What is it?
Fascia is a continuous network of connective tissue existing at every layer of the body. Historically, it was cast aside in western anatomy dissections, but more recent studies have started to give fascia its due. We need fascia to:
Provide structure to the body, defining shape to organs and anchoring them in place
Protect organs (including bones and muscles) and provide shock absorption
Support immune defense and cellular exchange
Fascia is ALIVE and electric! It contains nerve endings and cells that adapt and respond to stimuli within and around fascia. Deep fascia envelops and penetrates muscles, giving rise to the term Myofascial, pertaining to both muscle (myo-) and fascia. Fascia wraps around each muscle and also around groups of muscles with similar functions creating muscle compartments. To further zoom out, fascia organizes itself into broader chains of fascia that create relationships between muscles extending from feet to head!
Why work with it?
Its unique substance
Fascia has a lot of ground substance, a gel-like component of connective tissue. This makes it capable of shifting from dense and solid to liquidy and pliable, and makes it easier to make lasting changes to it. While a muscle can be stretched and compressed by force exerted on it and quickly return to its original shape, spreading, gathering, or separating fascia can have lasting impact.
To increase movement
When fascial fibers are closely packed together, hydrogen bonds form between the fibers, sometimes creating fascial restrictions that prevent structures from gliding over each other easily. Breaking up those bonds allows muscles to move across each other smoothly, creating greater ease in movement.
To relieve pain
Sometimes pain that feels related to muscle dysfunction is actually a result of fascial restrictions or adhesions. Fascia contain nerve endings to signal pain in the event of injury, but these signals can also be triggered by stagnant, sticky fascia.
To bring in fresh fluid
Warming stiff or stagnant fascia with friction and movement also helps bring in fresh fluid, making fascia more pliable and improving the health of the tissue.
What works?
You can work with fascia yourself! Healthy fascia loves to move in all directions. Stretching and movement activities that take the body on a multidirectional adventure support fascia. If you’re feeling extra stuck and stiff, Myofascial Release massage techniques can also be a big help.
Myofascial Release
Myofascial Release (MFR) includes a variety of techniques for releasing fascial restrictions and adhesions. It starts by assessing fascia for areas that resist movement, either in one direction or are all together not moving.

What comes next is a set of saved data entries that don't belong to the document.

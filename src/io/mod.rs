//! Types for managing solver output to various targets.
//!

use std::fs::File;
use std::io::{stdout, Error, ErrorKind, Result, Stdout, Write};

/// Container for managing multiple print targets
pub(crate) enum PrintTarget {
    Stdout(Stdout),
    File(File),
    Buffer(Vec<u8>),
    Stream(Box<dyn Write + Send + Sync>), // any stream that implements `Write`
}

impl std::fmt::Debug for PrintTarget {
    fn fmt(&self, f: &mut std::fmt::Formatter<'_>) -> std::fmt::Result {
        match self {
            PrintTarget::Stdout(_) => write!(f, "PrintTarget::Stdout"),
            PrintTarget::File(_) => write!(f, "PrintTarget::File"),
            PrintTarget::Buffer(_) => write!(f, "PrintTarget::Buffer"),
            PrintTarget::Stream(_) => write!(f, "PrintTarget::Stream"),
        }
    }
}

impl Default for PrintTarget {
    fn default() -> Self {
        PrintTarget::Stdout(stdout())
    }
}

impl Write for PrintTarget {
    fn write(&mut self, buf: &[u8]) -> Result<usize> {
        match self {
            PrintTarget::Stdout(stdout) => stdout.write(buf),
            PrintTarget::File(file) => file.write(buf),
            PrintTarget::Buffer(buffer) => {
                buffer.extend_from_slice(buf);
                Ok(buf.len())
            }
            PrintTarget::Stream(stream) => stream.write(buf),
        }
    }

    fn flush(&mut self) -> Result<()> {
        match self {
            PrintTarget::Stdout(stdout) => stdout.flush(),
            PrintTarget::File(file) => file.flush(),
            PrintTarget::Buffer(_) => Ok(()),
            PrintTarget::Stream(stream) => stream.flush(),
        }
    }
}

/// Trait implemented by solvers that allow configurable print targets
pub trait ConfigurablePrintTarget {
    /// redirect print output to stdout
    fn print_to_stdout(&mut self);
    /// redirect print output to a file
    fn print_to_file(&mut self, file: File);
    /// redirect print output to a stream
    fn print_to_stream(&mut self, stream: Box<dyn Write + Send + Sync>);
    /// redirect print output to an internal buffer
    fn print_to_buffer(&mut self);
    /// get the contents of the internal print buffer
    fn get_print_buffer(&mut self) -> Result<String>;
}

impl ConfigurablePrintTarget for PrintTarget {
    fn print_to_stdout(&mut self) {
        *self = PrintTarget::Stdout(stdout());
    }

    fn print_to_file(&mut self, file: File) {
        *self = PrintTarget::File(file);
    }

    fn print_to_stream(&mut self, stream: Box<dyn Write + Send + Sync>) {
        *self = PrintTarget::Stream(stream);
    }

    fn print_to_buffer(&mut self) {
        *self = PrintTarget::Buffer(Vec::new());
    }

    fn get_print_buffer(&mut self) -> Result<String> {
        match self {
            PrintTarget::Buffer(buffer) => Ok(String::from_utf8_lossy(buffer).to_string()),
            _ => Err(Error::new(
                ErrorKind::Other,
                "Print buffering is not configured.",
            )),
        }
    }
}

#[test]
fn test_print_target_buffer() {
    let mut target = PrintTarget::default();
    assert!(target.get_print_buffer().is_err());

    target.print_to_buffer();
    writeln!(target, "pivot {}", 3).unwrap();
    assert_eq!(target.get_print_buffer().unwrap(), "pivot 3\n");
}
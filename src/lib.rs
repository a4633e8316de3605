//! __lufact__ provides the solve-side kernels of a sparse direct LU solver.
//!
//! Given a sparse factorization $PAQ = LU$ produced by an upstream
//! factorization stage, the crate solves
//!
//! $$
//! Ax = b
//! $$
//!
//! in place by a permuted forward substitution with the unit lower factor $L$
//! followed by a permuted backward substitution with the upper factor $U$.
//!
//! The crate also provides the helpers the factorization stage relies on:
//!
//! * __Order statistics__: a randomized quickselect with an explicit, seedable
//!   generator, used for threshold and pivot selection.
//!
//! * __Array utilities__: overlap-aware block copies, fills, row-count
//!   histograms and storage aliasing tests.
//!
//! __Example usage__ : solve a 2 x 2 system from its factors
//!
//! ```no_run
//! use lufact::lufact::{LuFactors, LuSolver, LuSolverSettings};
//!
//! // A = [2 1; 4 5], rows swapped by pivoting so that PA = LU with
//! // L = [1 0; 0.5 1], U = [4 5; 0 -1.5]
//! let factors = LuFactors::new(
//!     2,
//!     vec![4.0, 0.5, 5.0, -1.5], // lu
//!     vec![0, 1, 0, 1],          // lurow
//!     vec![1, 4],                // lcolst
//!     vec![0, 2, 4],             // ucolst
//!     vec![1, 0],                // rperm
//!     vec![0, 1],                // cperm
//! );
//!
//! let mut solver = LuSolver::new(factors, LuSolverSettings::default()).unwrap();
//! let mut x = vec![3.0, 9.0];
//! solver.solve(&mut x).unwrap();
//! ```

const VERSION: &str = env!("CARGO_PKG_VERSION");

pub mod algebra;
pub mod io;
pub mod lufact;

/// Version of this crate, as reported in verbose solver output.
pub fn version() -> &'static str {
    VERSION
}
use thiserror::Error;

#[derive(Error, Debug, PartialEq, Eq)]
/// Error type returned by sparse matrix assembly operations.
pub enum SparseFormatError {
    /// Matrix dimension fields and/or array lengths are incompatible
    #[error("Matrix dimension fields and/or array lengths are incompatible")]
    IncompatibleDimension,
    #[error("Row value exceeds the matrix row dimension")]
    /// Row value exceeds the matrix row dimension
    BadRowval,
    #[error("Bad column pointer values")]
    /// Matrix column pointer values are defective
    BadColptr,
}
//! Sparse LU solve kernels and factorization helpers.
//!
//! The solve path consumes an already computed $PAQ = LU$ factorization
//! ([`LuFactors`]) and performs a permuted forward substitution
//! ([`lsolve`]) followed by a permuted backward substitution ([`usolve`]).
//! [`lusolve`] runs both, and [`LuSolver`] wraps them with reusable
//! workspace, settings and verbose output.
//!
//! The factorization stage itself lives upstream.  It uses the order
//! statistic selector [`kth_smallest`] and the helpers in [`arrays`].

pub mod arrays;
mod factors;
#[cfg(feature = "serde")]
mod json;
mod ordstat;
mod settings;
mod solve;
mod solver;

pub use factors::*;
pub use ordstat::*;
pub use settings::*;
pub use solve::{lsolve, lusolve, usolve, LuSolveError};
pub use solver::*;

//configure tests of internals
#[path = "test.rs"]
#[cfg(test)]
mod test;
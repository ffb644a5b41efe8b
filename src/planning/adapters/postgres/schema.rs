//! Diesel schema for planning persistence.

diesel::table! {
    /// Backlog task records.
    tasks (id) {
        /// Task identifier.
        id -> Uuid,
        /// Trimmed task name.
        name -> Text,
        /// Trimmed task description.
        description -> Text,
        /// Task status.
        #[max_length = 20]
        status -> Varchar,
        /// Optional due date.
        due_date -> Nullable<Date>,
        /// Owning sprint, if any.
        sprint_id -> Nullable<Uuid>,
        /// Creation timestamp.
        created_at -> Timestamptz,
        /// Last update timestamp.
        updated_at -> Timestamptz,
    }
}

diesel::table! {
    /// Sprint records.
    sprints (id) {
        /// Sprint identifier.
        id -> Uuid,
        /// First day of the sprint.
        start_date -> Date,
        /// Last day of the sprint.
        end_date -> Date,
        /// Sprint status.
        #[max_length = 20]
        status -> Varchar,
        /// Creation timestamp.
        created_at -> Timestamptz,
        /// Last update timestamp.
        updated_at -> Timestamptz,
    }
}

diesel::table! {
    /// Sprint membership rows in assignment order.
    sprint_tasks (task_id) {
        /// Member task.
        task_id -> Uuid,
        /// Owning sprint.
        sprint_id -> Uuid,
        /// Zero-based position within the sprint.
        position -> Int4,
    }
}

Indirect techniques can be very slow and subtle, including gentle manipulation of limbs to lean into a fascial tendency and unwind fascial restrictions.
Direct techniques work to counter to fascial tendency and can feel more intense. While the work sometimes reaches to deeper pressures, the goal is not to compress the tissue but to access the specific layer of tissue and create a drag or torque effect by pulling the fascia in different directions. Some things to expect from direct MFR work include:
Using little to no lubrication in order to access desired layer of tissue and maintain contact with it.
Moving slowly, like slower than a snail!
Broad handed techniques that spread or gather large areas of fascia extending across multiple muscles.
Deeper more targeted techniques carve or bend along fascial boundaries to separate muscle compartments and address particularly adhered or restricted areas.
There are many different approaches to working with fascia. I love to start massages with broad myofascial work to warm and spread out fascia and start to separate restrictions. Many clients find this work grounding and relaxing. For clients dealing with persistent pain or stiffness in a particular area, I find that incorporating deeper, direct MFR with deep tissue and Swedish sessions makes the work more strategic, with a more lasting impact. While releasing muscle tension is a wonderful benefit of massage, changes in the fascia can have a more lasting impact.
The Future of Fascia
More and more research is showing fascia’s role in the overall health of the body, highlighting the interconnectedness and communication between systems. In some ways, fascia is providing a fabric for Western medicine to value a holistic approach to health that has been practiced globally over thousands of years. Exciting stuff!